2D Differential Metallic Immunopotentiators Drive High Diversity and Capability of Antigen‐specific Immunity Against Tumor

Abstract The therapeutic efficacy of vaccines for treating cancers in clinics remains limited. Here, a rationally designed cancer vaccine by placing immunogenically differential and clinically approved aluminum (Al) or manganese (Mn) in a 2D nanosheet (NS) architecture together with antigens is reported. Structurally optimal NS with a high molar ratio of Mn to Al (MANS‐H) features distinctive immune modulation, markedly promoting the influx of heterogeneous innate immune cells at the injection site. Stimulation of multiple subsets of dendritic cells (DCs) significantly increases the levels, subtypes, and functionalities of antigen‐specific T cells.
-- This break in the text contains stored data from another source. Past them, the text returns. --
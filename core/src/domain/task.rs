// Copyright (c) 2026 taskdeck contributors
// SPDX-License-Identifier: AGPL-3.0

//! Task aggregate as seen by the client.
//!
//! The server owns tasks; the client only ever holds a reconciled copy of
//! one task (`Task`) built from a snapshot plus stream events, or a list of
//! raw snapshots for the overview.

use serde::{Deserialize, Deserializer, Serialize};
use std::collections::BTreeMap;
use std::fmt;

/// Status values that mean the server is still working on a task.
pub const IN_FLIGHT_STATUSES: [&str; 2] = ["pending", "running"];

/// Opaque task identifier.
///
/// Servers send either a JSON number or a string; both are kept as text so
/// `42` and `"42"` compare equal.
#[derive(Debug, Clone, PartialEq, Eq, Hash, PartialOrd, Ord, Serialize)]
#[serde(transparent)]
pub struct TaskId(pub String);

impl TaskId {
    pub fn new(id: impl Into<String>) -> Self {
        Self(id.into())
    }

    pub fn as_str(&self) -> &str {
        &self.0
    }
}

impl fmt::Display for TaskId {
    fn fmt(&self, f: &mut fmt::Formatter<'_>) -> fmt::Result {
        f.write_str(&self.0)
    }
}

impl From<&str> for TaskId {
    fn from(value: &str) -> Self {
        Self(value.to_string())
    }
}

impl From<u64> for TaskId {
    fn from(value: u64) -> Self {
        Self(value.to_string())
    }
}

impl<'de> Deserialize<'de> for TaskId {
    fn deserialize<D: Deserializer<'de>>(deserializer: D) -> Result<Self, D::Error> {
        deserialize_opaque(deserializer).map(TaskId)
    }
}

/// Opaque activity sequence id. Assigned by the client when the source omits one.
#[derive(Debug, Clone, PartialEq, Eq, Hash, Serialize)]
#[serde(transparent)]
pub struct ActivityId(pub String);

impl ActivityId {
    /// Id for an activity appended at zero-based `position`.
    pub fn for_position(position: usize) -> Self {
        Self((position + 1).to_string())
    }
}

impl fmt::Display for ActivityId {
    fn fmt(&self, f: &mut fmt::Formatter<'_>) -> fmt::Result {
        f.write_str(&self.0)
    }
}

impl<'de> Deserialize<'de> for ActivityId {
    fn deserialize<D: Deserializer<'de>>(deserializer: D) -> Result<Self, D::Error> {
        deserialize_opaque(deserializer).map(ActivityId)
    }
}

#[derive(Deserialize)]
#[serde(untagged)]
enum OpaqueRepr {
    Text(String),
    Unsigned(u64),
    Signed(i64),
    Float(f64),
}

fn deserialize_opaque<'de, D: Deserializer<'de>>(deserializer: D) -> Result<String, D::Error> {
    Ok(match OpaqueRepr::deserialize(deserializer)? {
        OpaqueRepr::Text(s) => s,
        OpaqueRepr::Unsigned(n) => n.to_string(),
        OpaqueRepr::Signed(n) => n.to_string(),
        OpaqueRepr::Float(n) => n.to_string(),
    })
}

/// One entry of a task's activity log.
#[derive(Debug, Clone, PartialEq, Eq, Serialize, Deserialize)]
pub struct Activity {
    pub id: ActivityId,
    pub agent: String,
    pub content: String,
    pub created_at: String,
}

/// Canonical, fully populated task state.
#[derive(Debug, Clone, PartialEq, Eq, Serialize, Deserialize)]
pub struct Task {
    pub id: TaskId,
    pub title: String,
    pub description: String,
    /// Open set: whatever the server sent last.
    pub status: String,
    pub created_at: String,
    /// Arrival order; append-only.
    pub activities: Vec<Activity>,
    /// Agent name -> latest status.
    pub agents: BTreeMap<String, String>,
}

impl Task {
    /// Minimal valid task: only the id is known.
    pub fn empty(id: TaskId) -> Self {
        Self {
            id,
            title: String::new(),
            description: String::new(),
            status: String::new(),
            created_at: String::new(),
            activities: Vec::new(),
            agents: BTreeMap::new(),
        }
    }

    /// True once the status is set and is neither `pending` nor `running`.
    pub fn is_settled(&self) -> bool {
        is_settled_status(&self.status)
    }

    /// True when at least one agent currently reports `running`.
    pub fn has_running_agents(&self) -> bool {
        self.agents.values().any(|status| status == "running")
    }
}

pub fn is_settled_status(status: &str) -> bool {
    !status.is_empty() && !IN_FLIGHT_STATUSES.contains(&status)
}

/// Activity as received on the wire, id optional.
#[derive(Debug, Clone, PartialEq, Eq, Serialize, Deserialize)]
pub struct ActivitySnapshot {
    #[serde(default)]
    pub id: Option<ActivityId>,
    #[serde(default)]
    pub agent: String,
    #[serde(default)]
    pub content: String,
    #[serde(default)]
    pub created_at: String,
}

/// Raw task object returned by `GET /api/tasks` and `GET /api/tasks/{id}`.
///
/// Only `id` is required; everything else defaults. Unknown fields are ignored.
#[derive(Debug, Clone, PartialEq, Eq, Serialize, Deserialize)]
pub struct TaskSnapshot {
    pub id: TaskId,
    #[serde(default)]
    pub title: Option<String>,
    #[serde(default)]
    pub description: Option<String>,
    #[serde(default)]
    pub status: Option<String>,
    #[serde(default)]
    pub created_at: Option<String>,
    #[serde(default)]
    pub activities: Option<Vec<ActivitySnapshot>>,
    #[serde(default)]
    pub agents: Option<BTreeMap<String, String>>,
}

impl TaskSnapshot {
    pub fn status(&self) -> &str {
        self.status.as_deref().unwrap_or("")
    }

    pub fn is_settled(&self) -> bool {
        is_settled_status(self.status())
    }
}
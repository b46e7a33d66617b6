// Copyright (c) 2026 taskdeck contributors
// SPDX-License-Identifier: AGPL-3.0

pub mod api_client;
pub mod event_stream;
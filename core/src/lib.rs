// Copyright (c) 2026 taskdeck contributors
// SPDX-License-Identifier: AGPL-3.0
//! taskdeck core
//!
//! Task-state synchronization for the taskdeck client.
//!
//! # Architecture
//!
//! - **domain:** task model, stream events, ports and configuration
//! - **application:** state merger, polling scheduler, task view, follow
//! - **infrastructure:** HTTP API client and server-sent event connector

pub mod domain;
pub mod application;
pub mod infrastructure;

pub use domain::*;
MANS‐H demonstrates even greater effectiveness in the production of antigen‐specific antibodies than the commercial adjuvant (Alhydrogel) by priming T helper (Th)2 cells rather than T follicular helper (Tfh) cells. Beyond humoral immunity, MANS‐H evokes high frequencies of antigen‐specific Th1 and CD8 + cell immunity, which are comparable with Quil‐A that is widely used in veterinary vaccines. Immunized mice with MANS‐H adjuvanted vaccines exert strong potency in tumor regression by promoting effector T cells infiltrating at tumor and overcoming tumor resistance in multiple highly aggressive tumor models. The engineered immunogen with an intriguing NS architecture and safe immunopotentiators offers the next clinical advance in cancer immunotherapy.